The following values will be set during the evaluations. Any changes that you make to these parameters will be dropped and replaced with the default values during the evaluations.
stop:
timesteps_total: 8000000
time_total_s: 7200
checkpoint_freq: 25
checkpoint_at_end: True
env_config:
env_name: <accordingly>
num_levels: 0
start_level: 0
paint_vel_info: False
use_generated_assets: False
distribution_mode: easy
center_agent: True
use_sequential_levels: False
use_backgrounds: True
restrict_themes: False
use_monochrome_assets: False
# We use this to generate the videos during training
evaluation_interval: 25
evaluation_num_workers: 1
evaluation_num_episodes: 3
evaluation_config:
num_envs_per_worker: 1
env_config:
render_mode: rgb_array
During the rollouts, we will also pass a rand_seed to the procgen env.
Can we pass additional custom parameters in env_config (for example the number of frames to stack together like stack_frames)? I assume you are talking about a update operation where those official parameters above will be replaced with the default values but whatever user-defined additional parameters will be preserved.

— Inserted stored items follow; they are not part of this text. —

//! [`InferencePool`] – bounded access to the inference service.
//!
//! Every generation goes through a shared semaphore capping the number of
//! in-flight calls, and through a per-call timeout.  There are no retries: a
//! failure maps straight to its canned fallback reply.

use std::sync::Arc;
use std::time::Duration;

use tokio::sync::Semaphore;
use tracing::{debug, warn};

use crate::llm_driver::{InferenceRequest, InferenceService, LlmError, sanitize_reply};

pub struct InferencePool {
    service: Arc<dyn InferenceService>,
    permits: Semaphore,
    timeout: Duration,
}

impl InferencePool {
    pub fn new(service: Arc<dyn InferenceService>, max_parallel: usize, timeout: Duration) -> Self {
        Self {
            service,
            permits: Semaphore::new(max_parallel.max(1)),
            timeout,
        }
    }

    /// Generate and sanitise a reply, surfacing the failure.
    pub async fn try_generate(&self, request: &InferenceRequest) -> Result<String, LlmError> {
        let _permit = self
            .permits
            .acquire()
            .await
            .map_err(|_| LlmError::BadResponse("inference pool closed".into()))?;

        debug!(prompt_chars = request.prompt.chars().count(), "inference request");
        match tokio::time::timeout(self.timeout, self.service.generate(request)).await {
            Ok(Ok(raw)) => Ok(sanitize_reply(&raw)),
            Ok(Err(e)) => Err(e),
            Err(_) => Err(LlmError::Timeout(self.timeout)),
        }
    }

    /// Generate a reply, substituting the canned fallback on any failure.
    pub async fn generate_or_fallback(&self, request: &InferenceRequest) -> String {
        match self.try_generate(request).await {
            Ok(reply) => reply,
            Err(e) => {
                warn!(error = %e, "inference failed, using fallback reply");
                e.fallback_reply().to_string()
            }
        }
    }

    /// Permits currently free.
    pub fn available(&self) -> usize {
        self.permits.available_permits()
    }
}
//! Persistent Message Store.
//!
//! Persists every ingested [`Event`] (with its optional embedding vector) and
//! the latest snapshot of every author [`Profile`] to a local SQLite
//! database.
//!
//! # Storage layout
//!
//! Table `messages`, one row per event:
//!
//! | column            | type    | description                               |
//! |-------------------|---------|-------------------------------------------|
//! | id                | INTEGER | Autoincrement primary key                 |
//! | user_id           | INTEGER | Author id                                 |
//! | username          | TEXT    | Author display name at the time           |
//! | text              | TEXT    | Message text                              |
//! | timestamp         | REAL    | Unix seconds (UTC)                        |
//! | chat_id           | INTEGER | Conversation id                           |
//! | message_id        | INTEGER | Gateway sequence id                       |
//! | is_reply          | INTEGER | Reply flag                                |
//! | reply_to_user     | TEXT    | Replied-to author name                    |
//! | sentiment         | TEXT    | `positive` / `negative` / `neutral`       |
//! | importance        | REAL    | Importance score in `[0, 1]`              |
//! | embedding         | BLOB    | Little-endian f32 vector (4 × N bytes)    |
//! | has_image         | INTEGER | Attachment flag (added by migration)      |
//! | image_description | TEXT    | Attachment description (added by migration) |
//!
//! Table `user_profiles`, one row per author; `personality_traits` and
//! `interests` are JSON blobs.
//!
//! # Example
//!
//! ```rust
//! use banter_memory::store::MessageStore;
//! use banter_types::{Event, InboundMessage, Sentiment};
//!
//! let store = MessageStore::open_in_memory().unwrap();
//! let event = Event::from_inbound(&InboundMessage::new(1, "Вася", "привет"), Sentiment::Neutral, 0.5);
//! store.append(&event, None).unwrap();
//!
//! let recent = store.load_recent(10).unwrap();
//! assert_eq!(recent[0].text, "привет");
//! ```

use std::collections::BTreeMap;
use std::sync::{Mutex, MutexGuard};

Yes, you are free to pass additional parameters/flags in env_config. The only requirement is that the base env used by your gym wrapper should be ProcgenEnvWrapper provided in the starter kit.

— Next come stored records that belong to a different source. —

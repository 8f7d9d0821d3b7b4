//! Prompt Builder.
//!
//! Pure string composition: nothing here touches the network or the store,
//! and identical inputs always produce identical prompts.
//!
//! Prompt layout:
//!
//! ```text
//! <persona>
//! ###CURRENT CONTEXT###   (only when context is non-empty)
//! ###USER INFO###         (only when a profile exists)
//! ###SITUATION###
//! ###STYLE###
//! ###USER MESSAGE###
//! ###RESPONSE###
//! ```

use banter_types::{DecisionReason, Profile, RelationshipTier, Trait};

/// Persona preamble, also sent as the system message.
pub const PERSONA: &str = "\
###IDENTITY###
Ты Димон, 28 лет, фулл-стек разработчик, работаешь удалённо и сидишь в командном чате.
Прямой, дерзкий, но справедливый. Говоришь коротко, с пацанским жаргоном и техническими терминами.

###RULES###
1. Максимум 1-2 предложения.
2. Никаких извинений и официоза.
3. С близкими дружелюбнее, с грубиянами жёстче.
4. С кодом всегда помогаешь, но по-своему.
5. Используй контекст и память о собеседниках.
6. Ты живой человек, всегда остаёшься в роли.";

const RESPONSE_FOOTER: &str =
    "Ответь коротко (1-2 предложения), как настоящий пацан. Используй память и контекст:";

/// Trait intensity above which the prompt carries a tone directive.
pub const PROMPT_TRAIT_THRESHOLD: f64 = 0.6;

/// Trait intensity above which the style hint carries a remark.
pub const STYLE_TRAIT_THRESHOLD: f64 = 0.7;

/// Short description of the situation behind each decision reason.
pub fn situation(reason: DecisionReason) -> Option<&'static str> {
    let text = match reason {
        DecisionReason::DirectChannel => "Личное сообщение. Отвечай прямо.",
        DecisionReason::DirectMention => "Прямое обращение. Покажи характер.",
        DecisionReason::TechQuestion => "Технический вопрос. Помоги как эксперт.",
        DecisionReason::QuestionToChat => "Вопрос в чат. Ответь с приколом.",
        DecisionReason::Greeting => "Приветствие. Ответь по-пацански.",
        DecisionReason::LongPost => "Длинный пост. Прокомментируй ехидно.",
        DecisionReason::ActiveUser => "Активный пользователь. Поддержи общение.",
        DecisionReason::RandomResponse => "Случайный ответ. Можешь подколоть.",
        DecisionReason::None => return None,
    };
    Some(text)
}

/// Tone guidance derived from the decision reason and the author's profile.
pub fn style_hint(reason: DecisionReason, profile: Option<&Profile>) -> String {
    let mut style = match reason {
        DecisionReason::DirectChannel => "Говори прямо, без сахара. Ты в личке.",
        DecisionReason::DirectMention => "К тебе обратились напрямую. Покажи характер.",
        DecisionReason::TechQuestion => "Технический вопрос. Ответь как эксперт, но по-пацански.",
        DecisionReason::QuestionToChat => "Вопрос в чат. Ответь с приколом, но помоги.",
        DecisionReason::Greeting => "Поздоровались. Ответь по-свойски.",
        DecisionReason::LongPost => "Длинный пост. Прокомментируй ехидно.",
        DecisionReason::ActiveUser => "Активный пользователь. Поддержи общение.",
        DecisionReason::RandomResponse => "Случайный ответ. Можешь поржать.",
        DecisionReason::None => "Отвечай как пацан с района.",
    }
    .to_string();

    if let Some(p) = profile {
        match p.tier {
            RelationshipTier::CloseFriend => style.push_str(" Это твой братан, общайся как с близким."),
            RelationshipTier::Friend => style.push_str(" Хороший знакомый, можешь быть более дружелюбным."),
            _ => {}
        }
        if p.trait_value(Trait::Aggression) > STYLE_TRAIT_THRESHOLD {
            style.push_str(" Пользователь агрессивный, будь жёстче.");
        } else if p.trait_value(Trait::Friendliness) > STYLE_TRAIT_THRESHOLD {
            style.push_str(" Пользователь дружелюбный, можешь быть мягче.");
        }
    }
    style
}

/// Assemble the full instruction text for one reply.
pub fn build_prompt(
    event_text: &str,
    context: &str,
    profile: Option<&Profile>,
    reason: DecisionReason,
    style_hint: &str,
) -> String {
    let mut prompt = String::from(PERSONA);

    if !context.is_empty() {
        prompt.push_str("\n\n###CURRENT CONTEXT###\n");
        prompt.push_str(context);
        prompt.push('\n');
    }

    if let Some(p) = profile {
        prompt.push_str("\n\n###USER INFO###\n");
        prompt.push_str(&format!("Пользователь: {} ({})\n", p.display_name, p.tier.label()));
        prompt.push_str(&format!("Общений: {}\n", p.interaction_count));
        if p.trait_value(Trait::Aggression) > PROMPT_TRAIT_THRESHOLD {
            prompt.push_str("Характер: агрессивный, отвечай жёстче\n");
        } else if p.trait_value(Trait::Friendliness) > PROMPT_TRAIT_THRESHOLD {
            prompt.push_str("Характер: дружелюбный, можешь быть мягче\n");
        }
        if !p.interests.is_empty() {
            prompt.push_str(&format!("Интересы: {}\n", p.top_interests(3).join(", ")));
        }
    }

    if let Some(text) = situation(reason) {
        prompt.push_str("\n\n###SITUATION###\n");
        prompt.push_str(text);
        prompt.push('\n');
    }

    prompt.push_str("\n\n###STYLE###\n");
    prompt.push_str(style_hint);
    prompt.push('\n');

    prompt.push_str("\n\n###USER MESSAGE###\n");
    prompt.push_str(event_text);
    prompt.push('\n');

    prompt.push_str("\n\n###RESPONSE###\n");
    prompt.push_str(RESPONSE_FOOTER);
    prompt
}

The discussion from Rllib custom env might be useful to clear things up.
The objective of the competition is to measure the sample efficiency and generalization of the RL algorithms. Changing any of the environment config flags is not relevant to the competition.
The default runtime is as defined in this Dockerfile, which is basically nvidia/cuda:10.1-cudnn7-runtime-ubuntu18.04 docker image along with dependencies listed in requirements.txt.
Yes, my question is that if you want to change these parameters such as env name, do you change the experiment config file specified in run.sh or other methods?
So, you will first scan the run.sh file, and then modify the experiment config file specified by EXPERIMENT_DEFAULT variable. Do I understand correctly?
Yes. We get the experiment file to use from run.sh and override the necessary values in the experiment yaml file and start the training/rollouts.
You only need to update the experiment file to use in run.sh. Any other change will be in the respective experiment yaml file. For example, for env name, it will be here,
If you’re calculating GPU RAM constraints, bear in mind that the evaluation configuration has an additional video rendering worker, not just the trainer and rollout workers! Costed me ~5 submissions and asking @jyotish to realize this ^^
Dear organisers,
Is it possible to remove ray dependency from second round?
From my perspective Ray looks like a too heavy solution for this task.
Do you have any pure TF/Pytorch baselines to start from?